What got me, what really through me for a loop with an insane twist is that Georgia Mason dies. Yes. I know. While running for cover from bombs and gunfire, she is shoot with a dart full of pure Kellis-Amberlee, the zombie virus. Before her death, she writes what I feel is the best piece of the whole book. She urges everyone to re-post the blog in hopes that it will spread the truth and make people realize that there is a group of people fighting against finding a cure for Kellis-Amberlee, that they want the people of the world writhing in fear and mistrust to better control the populace. The end of the blog actually had me in tears. Georgia begs Shaun to kill her before she forgets who she is. And, like a good and loving brother, he blows her brains out.
The rest of the book is from Shaun’s point of view and how he takes his revenge out on (dramatic music please) the Senator’s running mate. He’s the one who set up the assassination attempt in Eakley, OK and an outbreak of the virus at the Senator’s family ranch which took the life of their eldest teenage daughter. Shaun’s narration is not as crisp and sarcastic as Georgia’s, since he is operating on raw emotions. But he is able to tell the story, to get the truth out there, and to avenge his sister’s death.

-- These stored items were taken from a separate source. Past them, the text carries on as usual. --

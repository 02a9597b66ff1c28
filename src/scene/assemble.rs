use rayon::prelude::*;

use crate::{
    foundation::core::{Canvas, ColorPair, ColorToken, LabelFont, Point},
    foundation::error::TrophicResult,
    layout::color::Palette,
    layout::flow::{FlowPolygon, Orientation, flow_origins, flows},
    layout::partition::{RectangleGeometry, Strip, partition},
    network::config::{NetworkConfig, Stacking},
    network::model::{Level, Network},
};

#[derive(Clone, Debug, PartialEq, serde::Serialize)]
/// Complete renderable geometry for one network.
///
/// Produced by [`assemble_network`]; consumed by a renderer, typically through
/// [`crate::draw_scene`].
pub struct Scene {
    /// Extent covered by all levels.
    pub canvas: Canvas,
    /// Font labels are drawn with.
    pub label_font: LabelFont,
    /// One entry per input level, in input order.
    pub levels: Vec<LevelScene>,
    /// One entry per adjacent level pair, `links[k - 1]` connecting levels `k - 1` and `k`.
    pub links: Vec<LinkScene>,
}

#[derive(Clone, Debug, PartialEq, serde::Serialize)]
/// Species bands of one level.
pub struct LevelScene {
    /// 0-based level index.
    pub level: usize,
    /// One box per species, left to right.
    pub boxes: Vec<SpeciesBox>,
}

#[derive(Clone, Debug, PartialEq, serde::Serialize)]
/// A species band with its resolved colors and label.
pub struct SpeciesBox {
    /// 0-based species index within its level.
    pub species: usize,
    /// Band placement.
    pub rect: RectangleGeometry,
    /// Band fill color.
    pub fill: ColorToken,
    /// Label color.
    pub text: ColorToken,
    /// Label text.
    pub label: String,
    /// Point the label is centered on.
    pub label_anchor: Point,
}

#[derive(Clone, Debug, PartialEq, serde::Serialize)]
/// Flows between a predator level and the level it occupies.
pub struct LinkScene {
    /// 0-based index of the predator level.
    pub predator_level: usize,
    /// 0-based index of the prey level (`predator_level + 1`).
    pub prey_level: usize,
    /// Where the predator level sits relative to the prey level.
    pub orientation: Orientation,
    /// Flow polygons ordered by (prey, predator).
    pub flows: Vec<FlowPolygon>,
}

impl Scene {
    /// Flows leaving a given 0-based prey level, if it has a predator level.
    pub fn flows_into(&self, prey_level: usize) -> Option<&[FlowPolygon]> {
        self.links
            .iter()
            .find(|l| l.prey_level == prey_level)
            .map(|l| l.flows.as_slice())
    }

    pub fn species_count(&self) -> usize {
        self.levels.iter().map(|l| l.boxes.len()).sum()
    }
}

/// Validate a network and compute its complete scene.
///
/// No geometry is produced unless the whole network validates.
#[tracing::instrument(skip(network, config), fields(level_count = network.levels.len()))]
pub fn assemble_network(network: &Network, config: &NetworkConfig) -> TrophicResult<Scene> {
    config.validate()?;
    network.validate(config.tolerance())?;

    let n = network.levels.len();
    let orientation = match config.stacking {
        Stacking::TopDown => Orientation::PredatorsAbove,
        Stacking::BottomUp => Orientation::PredatorsBelow,
    };

    let rects: Vec<Vec<RectangleGeometry>> = if config.parallel {
        network
            .levels
            .par_iter()
            .enumerate()
            .map(|(k, level)| partition(&level.populations, level_strip(config, n, k)))
            .collect()
    } else {
        network
            .levels
            .iter()
            .enumerate()
            .map(|(k, level)| partition(&level.populations, level_strip(config, n, k)))
            .collect()
    };

    let default_colors = config.default_colors();
    let link_for = |k: usize| {
        link_scene(
            &network.levels,
            &rects,
            k,
            orientation,
            &default_colors,
        )
    };
    let links: Vec<LinkScene> = if config.parallel {
        (1..n).into_par_iter().map(link_for).collect()
    } else {
        (1..n).map(link_for).collect()
    };

    let mut ordinal = 0usize;
    let mut levels = Vec::with_capacity(n);
    for (k, (level, level_rects)) in network.levels.iter().zip(&rects).enumerate() {
        let palette = Palette::new(level.color_list(), &default_colors);
        let mut boxes = Vec::with_capacity(level_rects.len());
        for (i, rect) in level_rects.iter().enumerate() {
            ordinal += 1;
            let colors = palette.resolve(i);
            boxes.push(SpeciesBox {
                species: i,
                rect: *rect,
                fill: colors.fill.clone(),
                text: colors.text.clone(),
                label: species_label(level, i, ordinal),
                label_anchor: rect.center(),
            });
        }
        levels.push(LevelScene { level: k, boxes });
    }

    tracing::debug!(
        species = ordinal,
        flows = links.iter().map(|l| l.flows.len()).sum::<usize>(),
        "scene assembled"
    );

    Ok(Scene {
        canvas: Canvas {
            width: config.canvas_width,
            height: canvas_height(config, n),
        },
        label_font: config.label_font.clone(),
        levels,
        links,
    })
}

fn level_strip(config: &NetworkConfig, n: usize, k: usize) -> Strip {
    let row = match config.stacking {
        Stacking::TopDown => k,
        Stacking::BottomUp => n - 1 - k,
    };
    Strip {
        top: row as f64 * config.level_pitch(),
        height: config.rectangle_height,
        total_width: config.canvas_width,
        separator_width: config.separator_width,
    }
}

fn canvas_height(config: &NetworkConfig, n: usize) -> f64 {
    n as f64 * config.rectangle_height + n.saturating_sub(1) as f64 * config.space_between_levels
}

fn link_scene(
    levels: &[Level],
    rects: &[Vec<RectangleGeometry>],
    k: usize,
    orientation: Orientation,
    default_colors: &ColorPair,
) -> LinkScene {
    let predators = &levels[k - 1];
    let origins = flow_origins(&rects[k - 1], orientation);
    let palette = Palette::new(predators.color_list(), default_colors);
    let flows = match &levels[k].occupation {
        Some(matrix) => flows(&rects[k], &origins, matrix, &palette, orientation),
        None => Vec::new(),
    };
    LinkScene {
        predator_level: k - 1,
        prey_level: k,
        orientation,
        flows,
    }
}

fn species_label(level: &Level, index: usize, ordinal: usize) -> String {
    level
        .labels
        .as_ref()
        .and_then(|l| l.get(index))
        .cloned()
        .unwrap_or_else(|| ordinal.to_string())
}

#[cfg(test)]
#[path = "../../tests/unit/scene/assemble.rs"]
mod tests;
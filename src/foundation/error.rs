use crate::validate::Defects;

/// Convenience result type used across the crate.
pub type TrophicResult<T> = Result<T, TrophicError>;

/// Top-level error taxonomy used by engine APIs.
#[derive(thiserror::Error, Debug)]
pub enum TrophicError {
    /// The network failed validation. Carries every defect found in one sweep.
    #[error("invalid trophic network:\n{0}")]
    Invalid(Defects),

    /// A configuration value cannot be used to lay out a network.
    #[error("configuration error: {0}")]
    Config(String),

    /// Errors when serializing or deserializing data structures.
    #[error("serialization error: {0}")]
    Serde(String),

    /// Wrapped lower-level error from dependencies or IO.
    #[error(transparent)]
    Other(#[from] anyhow::Error),
}

impl TrophicError {
    /// Build a [`TrophicError::Config`] value.
    pub fn config(msg: impl Into<String>) -> Self {
        Self::Config(msg.into())
    }

    /// Build a [`TrophicError::Serde`] value.
    pub fn serde(msg: impl Into<String>) -> Self {
        Self::Serde(msg.into())
    }

    /// Defects carried by an [`TrophicError::Invalid`] value, if any.
    pub fn defects(&self) -> Option<&Defects> {
        match self {
            Self::Invalid(d) => Some(d),
            _ => None,
        }
    }
}

impl From<Defects> for TrophicError {
    fn from(value: Defects) -> Self {
        Self::Invalid(value)
    }
}

#[cfg(test)]
#[path = "../../tests/unit/foundation/error.rs"]
mod tests;
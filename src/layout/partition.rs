use crate::foundation::core::{Point, Rect};

#[derive(Clone, Copy, Debug, PartialEq, Eq, serde::Serialize, serde::Deserialize)]
#[serde(rename_all = "snake_case")]
/// Horizontal edge of a species band.
pub enum Edge {
    Top,
    Bottom,
}

#[derive(Clone, Copy, Debug, PartialEq, serde::Serialize)]
/// Placement of one species band.
///
/// `width` may be zero or negative when a population is too small to pay for its
/// separator; such bands are kept so indices stay aligned with the population array.
pub struct RectangleGeometry {
    pub top_left: Point,
    pub bottom_left: Point,
    pub width: f64,
}

impl RectangleGeometry {
    pub fn left(&self) -> f64 {
        self.top_left.x
    }

    pub fn right(&self) -> f64 {
        self.top_left.x + self.width
    }

    pub fn top(&self) -> f64 {
        self.top_left.y
    }

    pub fn bottom(&self) -> f64 {
        self.bottom_left.y
    }

    pub fn height(&self) -> f64 {
        self.bottom_left.y - self.top_left.y
    }

    pub fn center(&self) -> Point {
        Point::new(
            self.left() + self.width * 0.5,
            self.top() + self.height() * 0.5,
        )
    }

    /// Horizontal midpoint of the given edge.
    pub fn edge_midpoint(&self, edge: Edge) -> Point {
        let y = match edge {
            Edge::Top => self.top(),
            Edge::Bottom => self.bottom(),
        };
        Point::new(self.left() + self.width * 0.5, y)
    }

    pub fn edge_y(&self, edge: Edge) -> f64 {
        match edge {
            Edge::Top => self.top(),
            Edge::Bottom => self.bottom(),
        }
    }

    /// Axis-aligned rect for drawing. Degenerate bands collapse to zero width.
    pub fn to_rect(&self) -> Rect {
        Rect::new(
            self.left(),
            self.top(),
            self.left() + self.width.max(0.0),
            self.bottom(),
        )
    }

    pub fn is_degenerate(&self) -> bool {
        self.width <= 0.0
    }
}

#[derive(Clone, Copy, Debug, PartialEq)]
/// Horizontal strip a level is partitioned into.
pub struct Strip {
    pub top: f64,
    pub height: f64,
    pub total_width: f64,
    pub separator_width: f64,
}

/// Split `strip` into one band per species, left to right, proportional to `populations`.
///
/// Every band after the first is indented and narrowed by one separator so adjacent
/// bands are visibly apart while the whole level still spans `[0, total_width]`.
pub fn partition(populations: &[f64], strip: Strip) -> Vec<RectangleGeometry> {
    let mut out = Vec::with_capacity(populations.len());
    let mut cumulative = 0.0f64;
    for (i, &p) in populations.iter().enumerate() {
        let mut left = cumulative * strip.total_width;
        let mut width = p * strip.total_width;
        if i > 0 {
            left += strip.separator_width;
            width -= strip.separator_width;
        }
        if width <= 0.0 {
            tracing::warn!(
                species = i + 1,
                population = p,
                width,
                "species band has no room left after its separator"
            );
        }
        out.push(RectangleGeometry {
            top_left: Point::new(left, strip.top),
            bottom_left: Point::new(left, strip.top + strip.height),
            width,
        });
        cumulative += p;
    }
    out
}

#[cfg(test)]
#[path = "../../tests/unit/layout/partition.rs"]
mod tests;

So all in all, this book was amazing. I consider it the best book I have read all year. I love reading Young Adult fiction, but it was nice to read a book dealing with characters around my own age group. I was really starting to wonder if I was to start going through puberty again. This book inches above Kim Harrison’s Pale Demon, and that’s hard for me to admit because she writes one of my favorite series and is one of my favorite authors (but she does plays second banana to Jim Butcher in my book).  Grant did a great job of blending science, horror, and political intrigue into a unique read. I am so stoked to read the sequels, Deadline and Blackout. :)
I suggest that even if you claim not to be into zombies, give this book a chance. You might come away as surprised as I was at how awesome this book is.